→ WORK REQUIRED: Each record below needs to be set down again exactly.

→ AVAILABLE DATA:
//! Typed values.
//!
//! [`Layout`] connects ordinary Rust data to the [`Value`] model. It is implemented for the four
//! unsigned integer types and for arrays of any `Layout` type; the [`layout!`](crate::layout!)
//! macro implements it for structs, including per-field annotations.

use alloc::vec::Vec;

use crate::error::{Error, Result};
use crate::size::SizeMode;
use crate::value::{Array, Kind, Value};

/// A type with a fixed binary layout.
pub trait Layout {
    /// Describes `self` as a [`Value`]: its shape, annotations and current contents.
    fn to_value(&self) -> Value;

    /// Copies the contents of `value` into `self`.
    ///
    /// `value` must have the shape `to_value` produces; anything else is
    /// [`Error::UnsupportedShape`].
    fn load(&mut self, value: &Value) -> Result<()>;

    /// Encoded size of `self` under `mode`.
    fn size_of(&self, mode: SizeMode) -> usize {
        self.to_value().size(mode)
    }
}

macro_rules! layout_scalar {
    ($($t:ty => $variant:ident),*) => {$(
        impl Layout for $t {
            fn to_value(&self) -> Value {
                Value::$variant(*self)
            }

            fn load(&mut self, value: &Value) -> Result<()> {
                match *value {
                    Value::$variant(n) => {
                        *self = n;
                        Ok(())
                    }
                    ref other => Err(Error::shape(Kind::$variant, other.kind())),
                }
            }

            fn size_of(&self, _mode: SizeMode) -> usize {
                core::mem::size_of::<$t>()
            }
        }
    )*}
}

layout_scalar!(u8 => U8, u16 => U16, u32 => U32, u64 => U64);

impl<T: Layout, const N: usize> Layout for [T; N] {
    fn to_value(&self) -> Value {
        // Elements share the type `T`, so they share a shape.
        let elems: Vec<Value> = self.iter().map(Layout::to_value).collect();
        Value::Array(Array::from_vec(elems))
    }

    fn load(&mut self, value: &Value) -> Result<()> {
        let Value::Array(a) = value else {
            return Err(Error::shape(Kind::Array, value.kind()));
        };
        if a.len() != N {
            return Err(Error::shape(Kind::Array, Kind::Array));
        }
        for (dst, src) in self.iter_mut().zip(a) {
            dst.load(src)?;
        }
        Ok(())
    }
}

/// Declares a struct with a fixed binary layout and implements [`Layout`] for it.
///
/// Every field type must implement [`Layout`]. A field can carry an annotation with
/// `#[endian("...")]`, using the tokens described in [`crate::tag`], and can be marked
/// `#[access(Private)]` to have the codec pass over its bytes without copying them (see
/// [`crate::Access`]). Rust visibility plays no part: the generated impl lives next to the struct
/// and reaches every field, so a field without `pub` is still copied.
///
/// Fields accept doc comments, then `#[endian]`, then `#[access]`, in that order. Other field
/// attributes are not supported.
///
/// ```
/// endian_io::layout! {
///     #[derive(Debug, Default, PartialEq)]
///     pub struct Header {
///         pub magic: [u8; 4],
///         #[endian("BE")]
///         pub length: u32,
///         #[endian("skip")]
///         pub reserved: u16,
///         #[access(Private)]
///         checksum: u8,
///     }
/// }
///
/// let h = Header { magic: *b"HDR0", length: 0x10, reserved: 0xffff, checksum: 0x5a };
/// let bytes = endian_io::Codec::little_endian().encode(&h).unwrap();
/// assert_eq!(bytes, [b'H', b'D', b'R', b'0', 0, 0, 0, 0x10, 0, 0, 0]);
/// ```
#[macro_export]
macro_rules! layout {
    (
        $(#[$meta:meta])*
        $vis:vis struct $name:ident {
            $(
                $(#[doc = $doc:literal])*
                $(#[endian($tag:literal)])?
                $(#[access($access:ident)])?
                $fvis:vis $field:ident : $ty:ty
            ),* $(,)?
        }
    ) => {
        $(#[$meta])*
        $vis struct $name {
            $(
                $(#[doc = $doc])*
                $fvis $field: $ty,
            )*
        }

        impl $crate::Layout for $name {
            fn to_value(&self) -> $crate::Value {
                $crate::Value::Composite($crate::Composite::new($crate::__private::vec![
                    $(
                        $crate::Field::new(
                            ::core::stringify!($field),
                            $crate::Layout::to_value(&self.$field),
                        )
                        $(.with_tag($tag))?
                        $(.with_access($crate::Access::$access))?
                    ),*
                ]))
            }

            fn load(&mut self, value: &$crate::Value) -> $crate::Result<()> {
                let ::core::option::Option::Some(composite) = value.as_composite() else {
                    return ::core::result::Result::Err($crate::Error::UnsupportedShape {
                        expected: $crate::Kind::Composite,
                        found: value.kind(),
                    });
                };
                #[allow(unused_mut, unused_variables)]
                let mut fields = composite.fields.iter();
                $(
                    let ::core::option::Option::Some(field) = fields.next() else {
                        return ::core::result::Result::Err($crate::Error::UnsupportedShape {
                            expected: $crate::Kind::Composite,
                            found: $crate::Kind::Composite,
                        });
                    };
                    $crate::Layout::load(&mut self.$field, &field.value)?;
                )*
                ::core::result::Result::Ok(())
            }
        }
    };
}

→ TASK ANSWER:
//! Typed values.
//!
//! [`Layout`] connects ordinary Rust data to the [`Value`] model. It is implemented for the four
//! unsigned integer types and for arrays of any `Layout` type; the [`layout!`](crate::layout!)
//! macro implements it for structs, including per-field annotations.

use alloc::vec::Vec;

use crate::error::{Error, Result};
use crate::size::SizeMode;
use crate::value::{Array, Kind, Value};

/// A type with a fixed binary layout.
pub trait Layout {
    /// Describes `self` as a [`Value`]: its shape, annotations and current contents.
    fn to_value(&self) -> Value;

    /// Copies the contents of `value` into `self`.
    ///
    /// `value` must have the shape `to_value` produces; anything else is
    /// [`Error::UnsupportedShape`].
    fn load(&mut self, value: &Value) -> Result<()>;

    /// Encoded size of `self` under `mode`.
    fn size_of(&self, mode: SizeMode) -> usize {
        self.to_value().size(mode)
    }
}

macro_rules! layout_scalar {
    ($($t:ty => $variant:ident),*) => {$(
        impl Layout for $t {
            fn to_value(&self) -> Value {
                Value::$variant(*self)
            }

            fn load(&mut self, value: &Value) -> Result<()> {
                match *value {
                    Value::$variant(n) => {
                        *self = n;
                        Ok(())
                    }
                    ref other => Err(Error::shape(Kind::$variant, other.kind())),
                }
            }

            fn size_of(&self, _mode: SizeMode) -> usize {
                core::mem::size_of::<$t>()
            }
        }
    )*}
}

layout_scalar!(u8 => U8, u16 => U16, u32 => U32, u64 => U64);

impl<T: Layout, const N: usize> Layout for [T; N] {
    fn to_value(&self) -> Value {
        // Elements share the type `T`, so they share a shape.
        let elems: Vec<Value> = self.iter().map(Layout::to_value).collect();
        Value::Array(Array::from_vec(elems))
    }

    fn load(&mut self, value: &Value) -> Result<()> {
        let Value::Array(a) = value else {
            return Err(Error::shape(Kind::Array, value.kind()));
        };
        if a.len() != N {
            return Err(Error::shape(Kind::Array, Kind::Array));
        }
        for (dst, src) in self.iter_mut().zip(a) {
            dst.load(src)?;
        }
        Ok(())
    }
}

/// Declares a struct with a fixed binary layout and implements [`Layout`] for it.
///
/// Every field type must implement [`Layout`]. A field can carry an annotation with
/// `#[endian("...")]`, using the tokens described in [`crate::tag`], and can be marked
/// `#[access(Private)]` to have the codec pass over its bytes without copying them (see
/// [`crate::Access`]). Rust visibility plays no part: the generated impl lives next to the struct
/// and reaches every field, so a field without `pub` is still copied.
///
/// Fields accept doc comments, then `#[endian]`, then `#[access]`, in that order. Other field
/// attributes are not supported.
///
/// ```
/// endian_io::layout! {
///     #[derive(Debug, Default, PartialEq)]
///     pub struct Header {
///         pub magic: [u8; 4],
///         #[endian("BE")]
///         pub length: u32,
///         #[endian("skip")]
///         pub reserved: u16,
///         #[access(Private)]
///         checksum: u8,
///     }
/// }
///
/// let h = Header { magic: *b"HDR0", length: 0x10, reserved: 0xffff, checksum: 0x5a };
/// let bytes = endian_io::Codec::little_endian().encode(&h).unwrap();
/// assert_eq!(bytes, [b'H', b'D', b'R', b'0', 0, 0, 0, 0x10, 0, 0, 0]);
/// ```
#[macro_export]
macro_rules! layout {
    (
        $(#[$meta:meta])*
        $vis:vis struct $name:ident {
            $(
                $(#[doc = $doc:literal])*
                $(#[endian($tag:literal)])?
                $(#[access($access:ident)])?
                $fvis:vis $field:ident : $ty:ty
            ),* $(,)?
        }
    ) => {
        $(#[$meta])*
        $vis struct $name {
            $(
                $(#[doc = $doc])*
                $fvis $field: $ty,
            )*
        }

        impl $crate::Layout for $name {
            fn to_value(&self) -> $crate::Value {
                $crate::Value::Composite($crate::Composite::new($crate::__private::vec![
                    $(
                        $crate::Field::new(
                            ::core::stringify!($field),
                            $crate::Layout::to_value(&self.$field),
                        )
                        $(.with_tag($tag))?
                        $(.with_access($crate::Access::$access))?
                    ),*
                ]))
            }

            fn load(&mut self, value: &$crate::Value) -> $crate::Result<()> {
                let ::core::option::Option::Some(composite) = value.as_composite() else {
                    return ::core::result::Result::Err($crate::Error::UnsupportedShape {
                        expected: $crate::Kind::Composite,
                        found: value.kind(),
                    });
                };
                #[allow(unused_mut, unused_variables)]
                let mut fields = composite.fields.iter();
                $(
                    let ::core::option::Option::Some(field) = fields.next() else {
                        return ::core::result::Result::Err($crate::Error::UnsupportedShape {
                            expected: $crate::Kind::Composite,
                            found: $crate::Kind::Composite,
                        });
                    };
                    $crate::Layout::load(&mut self.$field, &field.value)?;
                )*
                ::core::result::Result::Ok(())
            }
        }
    };
}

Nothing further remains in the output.